- Lactation expert prescribes exclusive breastfeeding but not every mother can produce enough milk.
- To avoid maternal stress and depression, she says, one can supplement with baby formula but not with cow, goat or camel milk.
- Raw camel and goat milk have become ‘a thing’ among new mothers, thanks to social media pressure
Pressure to breastfeed exclusively for six months has spawned new entrepreneurs targeting Kenyan mothers struggling to produce milk.
They sell anything from Amazon-imported biscuits and teas, chia seeds to bras. Mary Mathenge, a lactation expert at Aga Khan University Hospital, says parents spend lots of cash on fancy, unnecessary items that pose risks to infants.
Ms Mathenge, who has worked with mothers for 25 years, prescribes exclusive breastfeeding for every newborn but acknowledges that not everyone can produce enough milk. However, to avoid maternal stress and depression, she says, one can supplement with baby formula but not with cow, goat or camel milk.
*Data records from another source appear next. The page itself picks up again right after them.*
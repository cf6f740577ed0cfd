//! Envio de lotes ao Graphite via TCP plaintext.
//!
//! A conexão é aberta uma vez e reutilizada pelo resto do processo; não há
//! health check nem reconexão. Em dry-run nenhum socket é aberto e os lotes
//! são apenas formatados.

use nvgraphite_core::config::GraphiteConfig;
use nvgraphite_core::protocol::{ProtocolError, encode_batch, join_path, unix_timestamp};
use nvgraphite_core::types::DeviceSample;
use std::fmt;
use std::io::Write;
use std::net::{TcpStream, ToSocketAddrs};
use std::time::Duration;
use tracing::debug;

/// Trecho da mensagem mostrado no log de debug.
const PREVIEW_CHARS: usize = 75;

/// Erros de conexão e envio.
#[derive(Debug, thiserror::Error)]
pub enum ForwardError {
    #[error("Falha ao resolver {addr}: {source}")]
    Resolve {
        addr: String,
        source: std::io::Error,
    },

    #[error("Nenhum endereço para {0}")]
    NoAddress(String),

    #[error("Falha ao conectar em {addr}: {source}")]
    Connect {
        addr: String,
        source: std::io::Error,
    },

    #[error("Erro ao enviar para o Graphite: {0}")]
    Send(#[source] std::io::Error),

    #[error(transparent)]
    Protocol(#[from] ProtocolError),
}

/// Registro do que foi enviado em um lote.
#[derive(Debug, Clone, PartialEq, Eq)]
pub struct SendReport {
    pub group: String,
    pub lines: usize,
    pub bytes: usize,
    /// `false` em dry-run
    pub transmitted: bool,
    pub message: String,
}

impl fmt::Display for SendReport {
    fn fmt(&self, f: &mut fmt::Formatter<'_>) -> fmt::Result {
        let preview: String = self.message.chars().take(PREVIEW_CHARS).collect();
        let verb = if self.transmitted { "enviado" } else { "simulado" };
        write!(
            f,
            "{verb} {} bytes [{}, {} linha(s)]: {preview:?}",
            self.bytes, self.group, self.lines
        )
    }
}

/// Destino de lotes de métricas.
pub trait MetricSink {
    /// Envia o conjunto inteiro de uma GPU como um único lote, sob o grupo
    /// `gpu<N>` da amostra.
    fn send_batch(&mut self, device: &DeviceSample) -> Result<SendReport, ForwardError>;
}

/// Abre o [`MetricSink`] do processo.
pub trait Connector {
    type Sink: MetricSink;

    fn connect(&self) -> Result<Self::Sink, ForwardError>;

    /// Descrição do destino, para logs.
    fn target(&self) -> String;
}

// ──────────────────────────────────────────────
// Graphite TCP
// ──────────────────────────────────────────────

/// Parâmetros de conexão ao Graphite.
#[derive(Debug, Clone)]
pub struct GraphiteConnector {
    host: String,
    port: u16,
    prefix: String,
    system_name: String,
    timeout: Duration,
    dry_run: bool,
}

impl GraphiteConnector {
    pub fn from_config(config: &GraphiteConfig, timeout: Duration, dry_run: bool) -> Self {
        Self {
            host: config.host.clone(),
            port: config.port,
            prefix: config.prefix.clone(),
            system_name: config.system_name.clone(),
            timeout,
            dry_run,
        }
    }

    fn open(&self) -> Result<TcpStream, ForwardError> {
        let addr = self.target();
        let candidates = (self.host.as_str(), self.port)
            .to_socket_addrs()
            .map_err(|source| ForwardError::Resolve {
                addr: addr.clone(),
                source,
            })?;

        let mut last_err = None;
        for candidate in candidates {
            match TcpStream::connect_timeout(&candidate, self.timeout) {
                Ok(stream) => return Ok(stream),
                Err(e) => {
                    debug!("Conexão com {candidate} falhou: {e}");
                    last_err = Some(e);
                }
            }
        }

        Err(match last_err {
            Some(source) => ForwardError::Connect { addr, source },
            None => ForwardError::NoAddress(addr),
        })
    }
}

impl Connector for GraphiteConnector {
    type Sink = GraphiteClient;

    fn connect(&self) -> Result<GraphiteClient, ForwardError> {
        let stream = if self.dry_run {
            None
        } else {
            Some(self.open()?)
        };

        Ok(GraphiteClient {
            stream,
            base: join_path(&[&self.prefix, &self.system_name]),
        })
    }

    fn target(&self) -> String {
        format!("{}:{}", self.host, self.port)
    }
}

/// Conexão viva com o Graphite (ou nenhuma, em dry-run).
#[derive(Debug)]
pub struct GraphiteClient {
    stream: Option<TcpStream>,
    /// `prefix[.system_name]`
    base: String,
}

impl MetricSink for GraphiteClient {
    fn send_batch(&mut self, device: &DeviceSample) -> Result<SendReport, ForwardError> {
        let group = device.group();
        let base = join_path(&[&self.base, &group]);
        let message = encode_batch(&base, &device.samples, unix_timestamp())?;

        let transmitted = match self.stream.as_mut() {
            Some(stream) if !message.is_empty() => {
                stream
                    .write_all(message.as_bytes())
                    .and_then(|()| stream.flush())
                    .map_err(ForwardError::Send)?;
                true
            }
            Some(_) => true,
            None => false,
        };

        Ok(SendReport {
            lines: device.samples.len(),
            group,
            bytes: message.len(),
            transmitted,
            message,
        })
    }
}
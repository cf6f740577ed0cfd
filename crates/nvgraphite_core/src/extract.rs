//! Extração de métricas de um nó de GPU.
//!
//! Cada caminho configurado é navegado filho a filho (tag exata, primeiro
//! match) até uma folha; do texto da folha sai o primeiro token numérico.
//! Folha sem número → métrica omitida sem aviso.

use crate::config::MissingPathPolicy;
use crate::report::ReportNode;
use crate::types::{MetricPath, SampleSet};
use regex::Regex;
use std::sync::LazyLock;
use tracing::{debug, warn};

/// Dígitos, opcionalmente seguidos de ponto decimal e mais dígitos.
static NUMERIC_TOKEN: LazyLock<Regex> =
    LazyLock::new(|| Regex::new(r"\d+(?:\.\d+)?").expect("regex estática válida"));

/// Erros de extração.
#[derive(Debug, Clone, PartialEq, Eq, thiserror::Error)]
pub enum ExtractError {
    #[error("Caminho '{path}' não encontrado (segmento '{segment}' ausente)")]
    PathNotFound { path: String, segment: String },
}

/// Primeiro token numérico do texto (`"45 C"` → `"45"`).
pub fn numeric_token(text: &str) -> Option<&str> {
    NUMERIC_TOKEN.find(text).map(|m| m.as_str())
}

/// Navega `path` a partir de `device`.
pub fn resolve_path<'a>(
    device: &'a ReportNode,
    path: &MetricPath,
) -> Result<&'a ReportNode, ExtractError> {
    let mut current = device;
    for segment in path.segments() {
        current = current
            .find_child(segment)
            .ok_or_else(|| ExtractError::PathNotFound {
                path: path.to_string(),
                segment: segment.to_owned(),
            })?;
    }
    Ok(current)
}

/// Nós filhos de `report` cuja tag é `device_tag`, numerados a partir de 1
/// na ordem do documento.
pub fn devices<'a>(
    report: &'a ReportNode,
    device_tag: &'a str,
) -> impl Iterator<Item = (u32, &'a ReportNode)> + 'a {
    report
        .children
        .iter()
        .filter(move |c| c.tag == device_tag)
        .zip(1u32..)
        .map(|(node, index)| (index, node))
}

/// Monta o [`SampleSet`] de uma GPU tentando todos os caminhos.
///
/// - `Ok(Some(set))` – amostras extraídas (possivelmente vazio)
/// - `Ok(None)` – GPU descartada pela política `SkipDevice`
/// - `Err(_)` – caminho ausente com política `Abort`
pub fn extract_device(
    device: &ReportNode,
    metrics: &[MetricPath],
    policy: MissingPathPolicy,
) -> Result<Option<SampleSet>, ExtractError> {
    let mut samples = SampleSet::new();

    for path in metrics {
        let leaf = match resolve_path(device, path) {
            Ok(leaf) => leaf,
            Err(e) => match policy {
                MissingPathPolicy::SkipMetric => {
                    warn!("{e}; métrica ignorada");
                    continue;
                }
                MissingPathPolicy::SkipDevice => {
                    warn!("{e}; GPU ignorada neste ciclo");
                    return Ok(None);
                }
                MissingPathPolicy::Abort => return Err(e),
            },
        };

        match numeric_token(&leaf.text) {
            Some(value) => samples.insert(path, value),
            None => debug!("Sem valor numérico em {path}: {:?}", leaf.text),
        }
    }

    Ok(Some(samples))
}

#[cfg(test)]
mod tests {
    use super::*;

    fn gpu(temp: &str, used: &str) -> ReportNode {
        ReportNode::new("gpu")
            .with_child(
                ReportNode::new("temperature")
                    .with_child(ReportNode::new("gpu_temp").with_text(temp)),
            )
            .with_child(
                ReportNode::new("fb_memory_usage")
                    .with_child(ReportNode::new("used").with_text(used)),
            )
    }

    fn paths(raw: &[&str]) -> Vec<MetricPath> {
        raw.iter().map(|p| MetricPath::new(*p)).collect()
    }

    #[test]
    fn numeric_token_takes_first_number() {
        assert_eq!(numeric_token("45 C"), Some("45"));
        assert_eq!(numeric_token("12.50 W"), Some("12.50"));
        assert_eq!(numeric_token("P0 state 3"), Some("0"));
        assert_eq!(numeric_token("7."), Some("7"));
        assert_eq!(numeric_token("N/A"), None);
        assert_eq!(numeric_token(""), None);
    }

    #[test]
    fn extracts_all_configured_paths() {
        let dev = gpu("45 C", "512 MiB");
        let set = extract_device(
            &dev,
            &paths(&["temperature.gpu_temp", "fb_memory_usage.used"]),
            MissingPathPolicy::Abort,
        )
        .unwrap()
        .unwrap();
        assert_eq!(set.len(), 2);
        assert_eq!(set.get("temperature.gpu_temp"), Some("45"));
        assert_eq!(set.get("fb_memory_usage.used"), Some("512"));
    }

    #[test]
    fn non_numeric_leaf_is_omitted_silently() {
        let dev = gpu("N/A", "512 MiB");
        let set = extract_device(
            &dev,
            &paths(&["temperature.gpu_temp", "fb_memory_usage.used"]),
            MissingPathPolicy::Abort,
        )
        .unwrap()
        .unwrap();
        assert_eq!(set.len(), 1);
        assert!(set.get("temperature.gpu_temp").is_none());
    }

    #[test]
    fn missing_path_reports_segment() {
        let dev = gpu("45 C", "512 MiB");
        let err = resolve_path(&dev, &MetricPath::new("temperature.memory_temp")).unwrap_err();
        assert_eq!(
            err,
            ExtractError::PathNotFound {
                path: "temperature.memory_temp".into(),
                segment: "memory_temp".into(),
            }
        );
    }

    #[test]
    fn missing_path_policies() {
        let dev = gpu("45 C", "512 MiB");
        let metrics = paths(&["power_readings.power_draw", "temperature.gpu_temp"]);

        let set = extract_device(&dev, &metrics, MissingPathPolicy::SkipMetric)
            .unwrap()
            .unwrap();
        assert_eq!(set.len(), 1);
        assert_eq!(set.get("temperature.gpu_temp"), Some("45"));

        assert_eq!(
            extract_device(&dev, &metrics, MissingPathPolicy::SkipDevice).unwrap(),
            None
        );

        assert!(matches!(
            extract_device(&dev, &metrics, MissingPathPolicy::Abort),
            Err(ExtractError::PathNotFound { .. })
        ));
    }

    #[test]
    fn devices_are_numbered_in_document_order() {
        let report = ReportNode::new("nvidia_smi_log")
            .with_child(ReportNode::new("timestamp").with_text("now"))
            .with_child(gpu("40 C", "1 MiB"))
            .with_child(ReportNode::new("attached_gpus").with_text("2"))
            .with_child(gpu("50 C", "2 MiB"));

        let found: Vec<_> = devices(&report, "gpu")
            .map(|(i, node)| (i, node.find_child("temperature").unwrap().children[0].text.clone()))
            .collect();
        assert_eq!(found, vec![(1, "40 C".to_string()), (2, "50 C".to_string())]);
    }
}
‘‘The casein protein in goat or camel milk is not easily digested in infants below one year. It forms a curd and causes protein allergies,’’ she says. Raw camel and goat milk have become ‘a thing’ among new mothers, thanks to social media pressure where others credit it for its richness in nutrients and for treating eczema.
However, before you give up on breastfeeding, she says you need to understand how milk is formed and how the baby should suckle. A baby may be wrongly latching the nipple instead of the areola where milk is temporary stored.
‘‘After two to three days after child birth, a woman should wear a bra and even sleep with it. Sagging breasts stretch the areola, making it hard for a baby to suckle. Wearing a bra also prevents clogged milk ducts in the armpits,’’ she says, adding that if the breast is engorged, freeze a cabbage and wear the leaf like a bra to reduce swelling.